[Start of Attachment]

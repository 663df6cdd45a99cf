//! Core garden type definitions.
//!
//! Defines [`Area`] (the six fixed areas of life), [`Habit`] (one tracked
//! practice), [`UserStats`] (XP and level), and [`ChatMessage`] (a coaching turn).

use std::collections::{BTreeMap, BTreeSet};

use chrono::{DateTime, NaiveDate, Utc};
use serde::{Deserialize, Serialize};

/// Emoji used when a habit is created without one.
pub const DEFAULT_HABIT_EMOJI: &str = "🌱";

/// The six areas of life a habit can nourish. Closed set.
#[derive(Debug, Clone, Copy, PartialEq, Eq, PartialOrd, Ord, Hash, Serialize, Deserialize)]
pub enum Area {
    Health,
    Career,
    Spirituality,
    Relationships,
    Finances,
    Creativity,
}

impl Area {
    /// Every area, in display order.
    pub const ALL: [Area; 6] = [
        Area::Health,
        Area::Career,
        Area::Spirituality,
        Area::Relationships,
        Area::Finances,
        Area::Creativity,
    ];

    pub fn as_str(&self) -> &'static str {
        match self {
            Self::Health => "Health",
            Self::Career => "Career",
            Self::Spirituality => "Spirituality",
            Self::Relationships => "Relationships",
            Self::Finances => "Finances",
            Self::Creativity => "Creativity",
        }
    }

    /// Canonical emoji for the area.
    pub fn emoji(&self) -> &'static str {
        match self {
            Self::Health => "🌿",
            Self::Career => "📘",
            Self::Spirituality => "✨",
            Self::Relationships => "💞",
            Self::Finances => "🪙",
            Self::Creativity => "🎨",
        }
    }
}

impl std::fmt::Display for Area {
    fn fmt(&self, f: &mut std::fmt::Formatter<'_>) -> std::fmt::Result {
        f.write_str(self.as_str())
    }
}

impl std::str::FromStr for Area {
    type Err = String;

    fn from_str(s: &str) -> Result<Self, Self::Err> {
        Area::ALL
            .into_iter()
            .find(|area| area.as_str().eq_ignore_ascii_case(s.trim()))
            .ok_or_else(|| format!("unknown area of life: {s}"))
    }
}

#[derive(Debug, Clone, Copy, PartialEq, Eq, Default, Serialize, Deserialize)]
#[serde(rename_all = "snake_case")]
pub enum Frequency {
    #[default]
    Daily,
    Weekly,
}

/// A tracked habit, matching the persisted `lg_habits` records.
#[derive(Debug, Clone, PartialEq, Serialize, Deserialize)]
#[serde(rename_all = "camelCase")]
pub struct Habit {
    /// Stable identity assigned at creation; never reused.
    pub id: String,
    pub title: String,
    #[serde(default)]
    pub description: String,
    pub area: Area,
    #[serde(default)]
    pub frequency: Frequency,
    /// Toggle counter, not a recomputed consecutive-day run.
    pub streak: u32,
    /// Calendar days the habit was completed. A set, so no duplicates.
    #[serde(default)]
    pub completed_dates: BTreeSet<NaiveDate>,
    pub created_at: DateTime<Utc>,
    pub emoji: String,
}

impl Habit {
    pub fn is_completed_on(&self, date: NaiveDate) -> bool {
        self.completed_dates.contains(&date)
    }
}

/// Gamification totals. `level` is always derived from `xp`.
#[derive(Debug, Clone, PartialEq, Eq, Serialize, Deserialize)]
#[serde(rename_all = "camelCase")]
pub struct UserStats {
    pub level: i64,
    pub xp: i64,
    #[serde(rename = "areaXP")]
    pub area_xp: BTreeMap<Area, i64>,
}

impl Default for UserStats {
    fn default() -> Self {
        Self {
            level: 1,
            xp: 0,
            area_xp: Area::ALL.into_iter().map(|area| (area, 0)).collect(),
        }
    }
}

impl UserStats {
    /// XP earned in one area; untouched areas read as zero.
    pub fn area_points(&self, area: Area) -> i64 {
        self.area_xp.get(&area).copied().unwrap_or(0)
    }
}

#[derive(Debug, Clone, Copy, PartialEq, Eq, Serialize, Deserialize)]
#[serde(rename_all = "snake_case")]
pub enum Role {
    User,
    Model,
}

impl Role {
    pub fn as_str(&self) -> &'static str {
        match self {
            Self::User => "user",
            Self::Model => "model",
        }
    }
}

/// One turn of a coaching conversation.
#[derive(Debug, Clone, PartialEq, Eq, Serialize, Deserialize)]
pub struct ChatMessage {
    pub role: Role,
    pub text: String,
}

impl ChatMessage {
    pub fn user(text: impl Into<String>) -> Self {
        Self {
            role: Role::User,
            text: text.into(),
        }
    }

    pub fn model(text: impl Into<String>) -> Self {
        Self {
            role: Role::Model,
            text: text.into(),
        }
    }
}
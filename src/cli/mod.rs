pub mod coach;
pub mod habits;
pub mod stats;

use std::sync::Arc;

use anyhow::Result;
use lifegarden::config::GardenConfig;
use lifegarden::garden::store::HabitStore;
use lifegarden::storage::{KeyValueStore, SqliteStore};

/// Open the configured database.
pub fn open_kv(config: &GardenConfig) -> Result<Arc<dyn KeyValueStore>> {
    let store = SqliteStore::open(config.resolved_db_path())?;
    Ok(Arc::new(store))
}

/// Open the database and load the habit store from it.
pub fn open_garden(config: &GardenConfig) -> Result<(Arc<dyn KeyValueStore>, HabitStore)> {
    let kv = open_kv(config)?;
    let store = HabitStore::load(kv.clone());
    Ok((kv, store))
}
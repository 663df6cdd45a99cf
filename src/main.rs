mod cli;

use anyhow::Result;
use clap::{Parser, Subcommand};
use lifegarden::config::GardenConfig;
use tracing_subscriber::EnvFilter;

#[derive(Parser)]
#[command(name = "lifegarden", version, about = "Tend your habits like a garden")]
struct Cli {
    #[command(subcommand)]
    command: Command,
}

#[derive(Subcommand)]
enum Command {
    /// List habits with today's status
    List,
    /// Plant a new habit
    Add {
        title: String,
        /// Health, Career, Spirituality, Relationships, Finances or Creativity
        #[arg(long)]
        area: String,
        #[arg(long)]
        description: Option<String>,
        #[arg(long)]
        emoji: Option<String>,
    },
    /// Mark a habit done (or undo it) for a day
    Toggle {
        id: String,
        /// Calendar day as YYYY-MM-DD; defaults to today
        #[arg(long)]
        date: Option<String>,
    },
    /// Show level, XP and per-area balance
    Stats,
    /// Show each habit's plant
    Garden,
    /// Show today's wisdom
    Wisdom,
    /// Ask the coach for habit ideas
    Suggest {
        goal: String,
        /// Plant suggestion number N (1-based)
        #[arg(long)]
        accept: Option<usize>,
    },
    /// Chat with Sage, the garden coach
    Chat,
}

#[tokio::main]
async fn main() -> Result<()> {
    let cli = Cli::parse();

    // Load config (for log level)
    let config = GardenConfig::load()?;

    // Log to stderr so stdout stays clean for command output.
    let filter = EnvFilter::try_new(&config.logging.level)
        .unwrap_or_else(|_| EnvFilter::new("info"));
    tracing_subscriber::fmt()
        .with_env_filter(filter)
        .with_writer(std::io::stderr)
        .init();

    match cli.command {
        Command::List => cli::habits::list(&config)?,
        Command::Add {
            title,
            area,
            description,
            emoji,
        } => cli::habits::add(&config, &title, &area, description, emoji)?,
        Command::Toggle { id, date } => cli::habits::toggle(&config, &id, date.as_deref())?,
        Command::Stats => cli::stats::stats(&config)?,
        Command::Garden => cli::stats::garden(&config)?,
        Command::Wisdom => cli::coach::wisdom(&config).await?,
        Command::Suggest { goal, accept } => cli::coach::suggest(&config, &goal, accept).await?,
        Command::Chat => cli::coach::chat(&config).await?,
    }

    Ok(())
}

[End of Attachment]

= ACTIVITY =
Each of the lines above should be printed again precisely as it reads.

= YOUR RESPONSE =
repository 663df6cdd45a99cf
//! Core garden type definitions.
//!
//! Defines [`Area`] (the six fixed areas of life), [`Habit`] (one tracked
//! practice), [`UserStats`] (XP and level), and [`ChatMessage`] (a coaching turn).

use std::collections::{BTreeMap, BTreeSet};

use chrono::{DateTime, NaiveDate, Utc};
use serde::{Deserialize, Serialize};

/// Emoji used when a habit is created without one.
pub const DEFAULT_HABIT_EMOJI: &str = "🌱";

/// The six areas of life a habit can nourish. Closed set.
#[derive(Debug, Clone, Copy, PartialEq, Eq, PartialOrd, Ord, Hash, Serialize, Deserialize)]
pub enum Area {
    Health,
    Career,
    Spirituality,
    Relationships,
    Finances,
    Creativity,
}

impl Area {
    /// Every area, in display order.
    pub const ALL: [Area; 6] = [
        Area::Health,
        Area::Career,
        Area::Spirituality,
        Area::Relationships,
        Area::Finances,
        Area::Creativity,
    ];

    pub fn as_str(&self) -> &'static str {
        match self {
            Self::Health => "Health",
            Self::Career => "Career",
            Self::Spirituality => "Spirituality",
            Self::Relationships => "Relationships",
            Self::Finances => "Finances",
            Self::Creativity => "Creativity",
        }
    }

    /// Canonical emoji for the area.
    pub fn emoji(&self) -> &'static str {
        match self {
            Self::Health => "🌿",
            Self::Career => "📘",
            Self::Spirituality => "✨",
            Self::Relationships => "💞",
            Self::Finances => "🪙",
            Self::Creativity => "🎨",
        }
    }
}

impl std::fmt::Display for Area {
    fn fmt(&self, f: &mut std::fmt::Formatter<'_>) -> std::fmt::Result {
        f.write_str(self.as_str())
    }
}

impl std::str::FromStr for Area {
    type Err = String;

    fn from_str(s: &str) -> Result<Self, Self::Err> {
        Area::ALL
            .into_iter()
            .find(|area| area.as_str().eq_ignore_ascii_case(s.trim()))
            .ok_or_else(|| format!("unknown area of life: {s}"))
    }
}

#[derive(Debug, Clone, Copy, PartialEq, Eq, Default, Serialize, Deserialize)]
#[serde(rename_all = "snake_case")]
pub enum Frequency {
    #[default]
    Daily,
    Weekly,
}

/// A tracked habit, matching the persisted `lg_habits` records.
#[derive(Debug, Clone, PartialEq, Serialize, Deserialize)]
#[serde(rename_all = "camelCase")]
pub struct Habit {
    /// Stable identity assigned at creation; never reused.
    pub id: String,
    pub title: String,
    #[serde(default)]
    pub description: String,
    pub area: Area,
    #[serde(default)]
    pub frequency: Frequency,
    /// Toggle counter, not a recomputed consecutive-day run.
    pub streak: u32,
    /// Calendar days the habit was completed. A set, so no duplicates.
    #[serde(default)]
    pub completed_dates: BTreeSet<NaiveDate>,
    pub created_at: DateTime<Utc>,
    pub emoji: String,
}

impl Habit {
    pub fn is_completed_on(&self, date: NaiveDate) -> bool {
        self.completed_dates.contains(&date)
    }
}

/// Gamification totals. `level` is always derived from `xp`.
#[derive(Debug, Clone, PartialEq, Eq, Serialize, Deserialize)]
#[serde(rename_all = "camelCase")]
pub struct UserStats {
    pub level: i64,
    pub xp: i64,
    #[serde(rename = "areaXP")]
    pub area_xp: BTreeMap<Area, i64>,
}

impl Default for UserStats {
    fn default() -> Self {
        Self {
            level: 1,
            xp: 0,
            area_xp: Area::ALL.into_iter().map(|area| (area, 0)).collect(),
        }
    }
}

impl UserStats {
    /// XP earned in one area; untouched areas read as zero.
    pub fn area_points(&self, area: Area) -> i64 {
        self.area_xp.get(&area).copied().unwrap_or(0)
    }
}

#[derive(Debug, Clone, Copy, PartialEq, Eq, Serialize, Deserialize)]
#[serde(rename_all = "snake_case")]
pub enum Role {
    User,
    Model,
}

impl Role {
    pub fn as_str(&self) -> &'static str {
        match self {
            Self::User => "user",
            Self::Model => "model",
        }
    }
}

/// One turn of a coaching conversation.
#[derive(Debug, Clone, PartialEq, Eq, Serialize, Deserialize)]
pub struct ChatMessage {
    pub role: Role,
    pub text: String,
}

impl ChatMessage {
    pub fn user(text: impl Into<String>) -> Self {
        Self {
            role: Role::User,
            text: text.into(),
        }
    }

    pub fn model(text: impl Into<String>) -> Self {
        Self {
            role: Role::Model,
            text: text.into(),
        }
    }
}
filename src/cli/mod.rs
pub mod coach;
pub mod habits;
pub mod stats;

use std::sync::Arc;

use anyhow::Result;
use lifegarden::config::GardenConfig;
use lifegarden::garden::store::HabitStore;
use lifegarden::storage::{KeyValueStore, SqliteStore};

/// Open the configured database.
pub fn open_kv(config: &GardenConfig) -> Result<Arc<dyn KeyValueStore>> {
    let store = SqliteStore::open(config.resolved_db_path())?;
    Ok(Arc::new(store))
}

/// Open the database and load the habit store from it.
pub fn open_garden(config: &GardenConfig) -> Result<(Arc<dyn KeyValueStore>, HabitStore)> {
    let kv = open_kv(config)?;
    let store = HabitStore::load(kv.clone());
    Ok((kv, store))
}
repository 663df6cdd45a99cf
filename src/main.rs
mod cli;

use anyhow::Result;
use clap::{Parser, Subcommand};
use lifegarden::config::GardenConfig;
use tracing_subscriber::EnvFilter;

#[derive(Parser)]
#[command(name = "lifegarden", version, about = "Tend your habits like a garden")]
struct Cli {
    #[command(subcommand)]
    command: Command,
}

#[derive(Subcommand)]
enum Command {
    /// List habits with today's status
    List,
    /// Plant a new habit
    Add {
        title: String,
        /// Health, Career, Spirituality, Relationships, Finances or Creativity
        #[arg(long)]
        area: String,
        #[arg(long)]
        description: Option<String>,
        #[arg(long)]
        emoji: Option<String>,
    },
    /// Mark a habit done (or undo it) for a day
    Toggle {
        id: String,
        /// Calendar day as YYYY-MM-DD; defaults to today
        #[arg(long)]
        date: Option<String>,
    },
    /// Show level, XP and per-area balance
    Stats,
    /// Show each habit's plant
    Garden,
    /// Show today's wisdom
    Wisdom,
    /// Ask the coach for habit ideas
    Suggest {
        goal: String,
        /// Plant suggestion number N (1-based)
        #[arg(long)]
        accept: Option<usize>,
    },
    /// Chat with Sage, the garden coach
    Chat,
}

#[tokio::main]
async fn main() -> Result<()> {
    let cli = Cli::parse();

    // Load config (for log level)
    let config = GardenConfig::load()?;

    // Log to stderr so stdout stays clean for command output.
    let filter = EnvFilter::try_new(&config.logging.level)
        .unwrap_or_else(|_| EnvFilter::new("info"));
    tracing_subscriber::fmt()
        .with_env_filter(filter)
        .with_writer(std::io::stderr)
        .init();

    match cli.command {
        Command::List => cli::habits::list(&config)?,
        Command::Add {
            title,
            area,
            description,
            emoji,
        } => cli::habits::add(&config, &title, &area, description, emoji)?,
        Command::Toggle { id, date } => cli::habits::toggle(&config, &id, date.as_deref())?,
        Command::Stats => cli::stats::stats(&config)?,
        Command::Garden => cli::stats::garden(&config)?,
        Command::Wisdom => cli::coach::wisdom(&config).await?,
        Command::Suggest { goal, accept } => cli::coach::suggest(&config, &goal, accept).await?,
        Command::Chat => cli::coach::chat(&config).await?,
    }

    Ok(())
}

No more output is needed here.